• Problem details: The response should be the lines of the data, starting at the first and ending at the one that contains "shader converts a", copied without change.

(Collected data entries)

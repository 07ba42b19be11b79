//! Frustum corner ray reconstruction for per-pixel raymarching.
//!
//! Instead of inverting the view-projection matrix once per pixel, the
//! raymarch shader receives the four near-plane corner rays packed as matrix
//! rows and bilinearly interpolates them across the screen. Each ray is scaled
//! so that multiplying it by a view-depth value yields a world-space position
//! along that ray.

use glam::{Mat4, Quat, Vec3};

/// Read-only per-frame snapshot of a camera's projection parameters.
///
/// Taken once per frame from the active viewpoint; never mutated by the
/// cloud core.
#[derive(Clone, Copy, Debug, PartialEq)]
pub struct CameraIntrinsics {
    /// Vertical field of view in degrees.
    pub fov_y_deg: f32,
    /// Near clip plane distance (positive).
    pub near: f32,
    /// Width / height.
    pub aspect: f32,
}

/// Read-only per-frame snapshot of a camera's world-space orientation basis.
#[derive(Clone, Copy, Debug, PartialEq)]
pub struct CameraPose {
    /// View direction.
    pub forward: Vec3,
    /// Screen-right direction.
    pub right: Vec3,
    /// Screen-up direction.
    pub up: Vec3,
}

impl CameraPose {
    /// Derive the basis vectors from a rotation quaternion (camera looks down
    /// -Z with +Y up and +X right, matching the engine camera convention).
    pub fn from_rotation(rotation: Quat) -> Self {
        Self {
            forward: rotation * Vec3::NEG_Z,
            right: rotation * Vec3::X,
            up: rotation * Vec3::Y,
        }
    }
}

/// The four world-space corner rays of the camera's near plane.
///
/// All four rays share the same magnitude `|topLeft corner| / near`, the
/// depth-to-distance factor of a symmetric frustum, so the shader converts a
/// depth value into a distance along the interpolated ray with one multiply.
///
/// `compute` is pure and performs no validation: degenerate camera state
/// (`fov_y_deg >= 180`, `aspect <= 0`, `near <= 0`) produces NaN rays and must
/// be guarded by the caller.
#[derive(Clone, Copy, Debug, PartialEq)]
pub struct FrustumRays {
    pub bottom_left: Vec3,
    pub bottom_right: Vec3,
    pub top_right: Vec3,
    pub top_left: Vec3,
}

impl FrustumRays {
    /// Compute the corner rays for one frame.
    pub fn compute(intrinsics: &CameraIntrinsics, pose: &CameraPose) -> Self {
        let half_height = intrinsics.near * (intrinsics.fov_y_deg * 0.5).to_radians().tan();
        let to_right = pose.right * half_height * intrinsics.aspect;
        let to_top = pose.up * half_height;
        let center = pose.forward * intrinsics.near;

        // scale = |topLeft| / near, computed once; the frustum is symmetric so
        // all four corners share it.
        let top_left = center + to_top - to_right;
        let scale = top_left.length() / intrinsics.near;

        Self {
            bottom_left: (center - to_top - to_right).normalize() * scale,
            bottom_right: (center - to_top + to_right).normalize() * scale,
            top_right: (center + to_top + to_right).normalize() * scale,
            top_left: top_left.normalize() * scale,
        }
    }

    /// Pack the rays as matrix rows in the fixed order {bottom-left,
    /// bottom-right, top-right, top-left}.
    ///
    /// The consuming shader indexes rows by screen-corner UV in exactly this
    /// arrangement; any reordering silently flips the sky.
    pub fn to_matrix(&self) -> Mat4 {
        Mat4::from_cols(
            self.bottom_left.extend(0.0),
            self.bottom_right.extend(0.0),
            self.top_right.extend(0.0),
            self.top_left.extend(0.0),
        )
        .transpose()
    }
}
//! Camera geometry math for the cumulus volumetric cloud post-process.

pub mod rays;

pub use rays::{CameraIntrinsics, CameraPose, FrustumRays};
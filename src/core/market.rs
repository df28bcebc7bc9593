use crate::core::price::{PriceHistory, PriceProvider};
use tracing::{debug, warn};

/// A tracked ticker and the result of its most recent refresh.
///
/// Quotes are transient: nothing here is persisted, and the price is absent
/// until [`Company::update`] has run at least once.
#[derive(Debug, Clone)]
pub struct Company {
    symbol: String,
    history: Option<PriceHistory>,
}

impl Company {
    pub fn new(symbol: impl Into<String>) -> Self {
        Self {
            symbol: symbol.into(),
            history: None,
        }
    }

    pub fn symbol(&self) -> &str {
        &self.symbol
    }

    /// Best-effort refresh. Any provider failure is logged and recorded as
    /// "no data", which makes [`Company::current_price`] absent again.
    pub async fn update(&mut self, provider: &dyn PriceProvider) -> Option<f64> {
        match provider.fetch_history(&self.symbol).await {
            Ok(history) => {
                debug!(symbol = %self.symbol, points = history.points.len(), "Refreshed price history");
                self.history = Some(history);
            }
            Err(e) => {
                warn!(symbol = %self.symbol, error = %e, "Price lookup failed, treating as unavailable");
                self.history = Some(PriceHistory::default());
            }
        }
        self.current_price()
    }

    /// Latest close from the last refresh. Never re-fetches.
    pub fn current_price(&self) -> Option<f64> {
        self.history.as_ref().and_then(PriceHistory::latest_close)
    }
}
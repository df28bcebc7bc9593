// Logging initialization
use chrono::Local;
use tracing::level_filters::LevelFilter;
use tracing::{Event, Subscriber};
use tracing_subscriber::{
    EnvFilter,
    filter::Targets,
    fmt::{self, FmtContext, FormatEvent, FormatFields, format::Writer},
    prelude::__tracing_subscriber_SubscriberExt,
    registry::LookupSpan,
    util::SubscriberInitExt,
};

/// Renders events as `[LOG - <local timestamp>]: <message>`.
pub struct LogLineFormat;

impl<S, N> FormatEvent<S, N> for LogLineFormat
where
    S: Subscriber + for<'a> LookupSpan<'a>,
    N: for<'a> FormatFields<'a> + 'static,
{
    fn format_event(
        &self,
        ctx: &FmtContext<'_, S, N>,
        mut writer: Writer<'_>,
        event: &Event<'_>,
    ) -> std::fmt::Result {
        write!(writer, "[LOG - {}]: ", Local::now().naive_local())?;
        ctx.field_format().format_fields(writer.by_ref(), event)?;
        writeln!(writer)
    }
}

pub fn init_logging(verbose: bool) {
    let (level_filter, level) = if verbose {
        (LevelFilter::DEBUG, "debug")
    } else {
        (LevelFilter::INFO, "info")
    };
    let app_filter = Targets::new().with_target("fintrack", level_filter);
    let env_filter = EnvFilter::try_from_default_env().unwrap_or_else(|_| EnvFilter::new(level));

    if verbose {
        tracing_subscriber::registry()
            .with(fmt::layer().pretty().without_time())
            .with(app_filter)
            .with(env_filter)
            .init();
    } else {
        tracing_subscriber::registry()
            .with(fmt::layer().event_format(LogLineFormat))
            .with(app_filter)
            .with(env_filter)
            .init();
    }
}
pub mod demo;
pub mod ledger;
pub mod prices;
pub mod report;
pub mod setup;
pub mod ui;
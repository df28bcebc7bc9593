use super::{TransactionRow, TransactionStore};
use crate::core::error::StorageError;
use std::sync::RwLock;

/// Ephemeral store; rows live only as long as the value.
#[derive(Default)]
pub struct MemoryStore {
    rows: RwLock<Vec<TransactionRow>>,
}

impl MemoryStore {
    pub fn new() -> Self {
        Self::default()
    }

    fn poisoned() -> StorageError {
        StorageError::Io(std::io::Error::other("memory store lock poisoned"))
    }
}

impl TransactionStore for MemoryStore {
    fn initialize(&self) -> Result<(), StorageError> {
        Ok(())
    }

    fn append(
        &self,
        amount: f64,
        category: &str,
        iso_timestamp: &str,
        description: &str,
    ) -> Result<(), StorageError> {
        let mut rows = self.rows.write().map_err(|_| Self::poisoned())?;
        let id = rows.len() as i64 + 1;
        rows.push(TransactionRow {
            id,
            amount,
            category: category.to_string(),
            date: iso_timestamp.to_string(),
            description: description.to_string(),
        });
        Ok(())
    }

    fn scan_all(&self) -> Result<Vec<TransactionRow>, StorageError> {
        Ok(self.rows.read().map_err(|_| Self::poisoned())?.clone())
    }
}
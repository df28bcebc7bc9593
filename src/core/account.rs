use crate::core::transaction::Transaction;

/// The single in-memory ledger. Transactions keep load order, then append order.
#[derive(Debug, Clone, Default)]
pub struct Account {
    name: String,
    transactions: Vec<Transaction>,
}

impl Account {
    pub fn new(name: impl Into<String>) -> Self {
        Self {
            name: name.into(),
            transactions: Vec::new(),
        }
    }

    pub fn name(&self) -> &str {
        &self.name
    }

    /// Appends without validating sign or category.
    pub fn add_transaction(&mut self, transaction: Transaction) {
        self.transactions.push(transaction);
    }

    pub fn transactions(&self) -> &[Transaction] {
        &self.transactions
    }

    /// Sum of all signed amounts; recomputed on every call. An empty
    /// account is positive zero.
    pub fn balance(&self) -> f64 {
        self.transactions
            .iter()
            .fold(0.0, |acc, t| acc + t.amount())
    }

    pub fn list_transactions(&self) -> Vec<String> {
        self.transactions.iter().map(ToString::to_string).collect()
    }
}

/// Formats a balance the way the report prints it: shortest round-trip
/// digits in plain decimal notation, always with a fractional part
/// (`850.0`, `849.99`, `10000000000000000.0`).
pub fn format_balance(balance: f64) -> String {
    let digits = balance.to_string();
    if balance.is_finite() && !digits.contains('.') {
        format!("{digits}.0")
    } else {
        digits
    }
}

• Task output:
repository 07ba42b19be11b79
//! Frustum corner ray reconstruction for per-pixel raymarching.
//!
//! Instead of inverting the view-projection matrix once per pixel, the
//! raymarch shader receives the four near-plane corner rays packed as matrix
//! rows and bilinearly interpolates them across the screen. Each ray is scaled
//! so that multiplying it by a view-depth value yields a world-space position
//! along that ray.

use glam::{Mat4, Quat, Vec3};

/// Read-only per-frame snapshot of a camera's projection parameters.
///
/// Taken once per frame from the active viewpoint; never mutated by the
/// cloud core.
#[derive(Clone, Copy, Debug, PartialEq)]
pub struct CameraIntrinsics {
    /// Vertical field of view in degrees.
    pub fov_y_deg: f32,
    /// Near clip plane distance (positive).
    pub near: f32,
    /// Width / height.
    pub aspect: f32,
}

/// Read-only per-frame snapshot of a camera's world-space orientation basis.
#[derive(Clone, Copy, Debug, PartialEq)]
pub struct CameraPose {
    /// View direction.
    pub forward: Vec3,
    /// Screen-right direction.
    pub right: Vec3,
    /// Screen-up direction.
    pub up: Vec3,
}

impl CameraPose {
    /// Derive the basis vectors from a rotation quaternion (camera looks down
    /// -Z with +Y up and +X right, matching the engine camera convention).
    pub fn from_rotation(rotation: Quat) -> Self {
        Self {
            forward: rotation * Vec3::NEG_Z,
            right: rotation * Vec3::X,
            up: rotation * Vec3::Y,
        }
    }
}

/// The four world-space corner rays of the camera's near plane.
///
/// All four rays share the same magnitude `|topLeft corner| / near`, the
/// depth-to-distance factor of a symmetric frustum, so the shader converts a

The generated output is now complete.